The world’s tiger population is on the verge of extinction, Nepal’s forest secretary has warned a conference of experts.
Delegates from 20 countries, including 13 where tigers are still found in the wild, are discussing strategies for conservation of the animal as well as challenges such as poaching, illegal trade in tiger parts and man-animal conflicts.
Yuvaraj Bhusal, secretary of forest and soil conservation, said: “We are assembled here to save tigers that are on the verge of extinction,” adding that participants are aiming to make policy makers in the top ranks of their respective governments aware of the tiger’s flagging status.

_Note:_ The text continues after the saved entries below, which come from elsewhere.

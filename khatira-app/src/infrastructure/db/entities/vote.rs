use sea_orm::entity::prelude::*;
use serde::{Deserialize, Serialize};

/// One row per (entry, voter). The composite key is what makes a vote final.
#[derive(Clone, Debug, PartialEq, Eq, DeriveEntityModel, Serialize, Deserialize)]
#[sea_orm(table_name = "votes")]
pub struct Model {
    #[sea_orm(primary_key, auto_increment = false)]
    pub khatira_id: i32,
    #[sea_orm(primary_key, auto_increment = false)]
    pub voter_id: Uuid,
    /// `"up"` or `"down"`.
    pub vote_type: String,
    pub created_at: DateTimeUtc,
}

#[derive(Copy, Clone, Debug, EnumIter, DeriveRelation)]
pub enum Relation {
    #[sea_orm(
        belongs_to = "super::khatira::Entity",
        from = "Column::KhatiraId",
        to = "super::khatira::Column::Id",
        on_delete = "Cascade"
    )]
    Khatira,
}

impl Related<super::khatira::Entity> for Entity {
    fn to() -> RelationDef {
        Relation::Khatira.def()
    }
}

impl ActiveModelBehavior for ActiveModel {}
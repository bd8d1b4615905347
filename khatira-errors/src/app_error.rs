use serde::{Deserialize, Serialize};

#[derive(Debug, Clone, PartialEq, Eq, Serialize, Deserialize, thiserror::Error)]
pub enum AppError {
    #[error("بيانات غير صالحة: {0}")]
    InvalidInput(String),

    #[error("باب المشاركة مغلق في المرحلة الحالية")]
    SubmissionClosed,

    #[error("التصويت غير متاح في المرحلة الحالية")]
    VotingClosed,

    #[error("لقد قمت بالتصويت على هذه الخاطرة من قبل")]
    AlreadyVoted,

    #[error("كلمة مرور خاطئة")]
    InvalidPassword,

    #[error("غير مصرح لك بالدخول")]
    Unauthorized,

    #[error("الخاطرة غير موجودة")]
    NotFound,

    #[error("طلبات كثيرة: {0}")]
    RateLimited(String),

    #[error("خطأ في قاعدة البيانات: {0}")]
    Database(String),

    #[error("حدث خطأ داخلي: {0}")]
    Internal(String),
}

impl AppError {
    /// Message safe to show to visitors. Internal details never leak here.
    pub fn user_message(&self) -> String {
        match self {
            Self::InvalidInput(reason) => reason.clone(),
            Self::SubmissionClosed => "باب المشاركة مغلق حاليا".to_string(),
            Self::VotingClosed => "التصويت غير متاح حاليا".to_string(),
            Self::AlreadyVoted => "لقد قمت بالتصويت على هذه الخاطرة من قبل".to_string(),
            Self::InvalidPassword => "كلمة مرور خاطئة".to_string(),
            Self::Unauthorized => "يجب تسجيل الدخول كمشرف".to_string(),
            Self::NotFound => "الخاطرة غير موجودة".to_string(),
            Self::RateLimited(hint) => hint.clone(),
            Self::Database(_) | Self::Internal(_) => {
                "حدث خطأ في الخادم. يرجى المحاولة مرة أخرى.".to_string()
            }
        }
    }

    /// Stable machine-readable code, sent alongside the localized message.
    pub fn code(&self) -> &'static str {
        match self {
            Self::InvalidInput(_) => "invalid_input",
            Self::SubmissionClosed => "submission_closed",
            Self::VotingClosed => "voting_closed",
            Self::AlreadyVoted => "already_voted",
            Self::InvalidPassword => "invalid_password",
            Self::Unauthorized => "unauthorized",
            Self::NotFound => "not_found",
            Self::RateLimited(_) => "rate_limited",
            Self::Database(_) => "database_error",
            Self::Internal(_) => "internal_error",
        }
    }
}

#[cfg(feature = "axum")]
mod axum_impl {
    use super::AppError;
    use axum::http::StatusCode;
    use axum::response::{IntoResponse, Response};
    use axum::Json;

    #[derive(serde::Serialize)]
    struct ErrorResponse {
        error: String,
        code: &'static str,
    }

    impl AppError {
        pub fn status_code(&self) -> StatusCode {
            match self {
                AppError::InvalidInput(_) => StatusCode::BAD_REQUEST,
                AppError::SubmissionClosed
                | AppError::VotingClosed
                | AppError::AlreadyVoted => StatusCode::FORBIDDEN,
                AppError::InvalidPassword | AppError::Unauthorized => StatusCode::UNAUTHORIZED,
                AppError::NotFound => StatusCode::NOT_FOUND,
                AppError::RateLimited(_) => StatusCode::TOO_MANY_REQUESTS,
                AppError::Database(_) | AppError::Internal(_) => {
                    StatusCode::INTERNAL_SERVER_ERROR
                }
            }
        }
    }

    impl IntoResponse for AppError {
        fn into_response(self) -> Response {
            if matches!(self, AppError::Database(_) | AppError::Internal(_)) {
                tracing::error!("Request failed: {}", self);
            }
            let status = self.status_code();
            let body = ErrorResponse {
                error: self.user_message(),
                code: self.code(),
            };
            (status, Json(body)).into_response()
        }
    }

}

Delegates attending the meet in the capital Kathmandu include representatives from the World Bank and the World Wildlife Fund.
The country’s prime minister Madhav Kumar Nepal blamed poaching and the loss of habitat as primary threats to the world’s tiger population.
“Despite our efforts in the last three decades, tigers still face threats of survival. The primary threat is from poaching and habitat loss,” Mr Nepal said.
“Global and regional solidarity and corrective measures are more necessary now than ever to face these challenges,” he added.
The tiger population has fallen from more than about 100,000 at the start of the 20th century to an estimated 3,500 to 4,000 in recent years.
Wild tigers are still found in Bangladesh, Bhutan, Cambodia, China, India, Indonesia, Laos, Burma, Nepal, Russia, Thailand and Vietnam.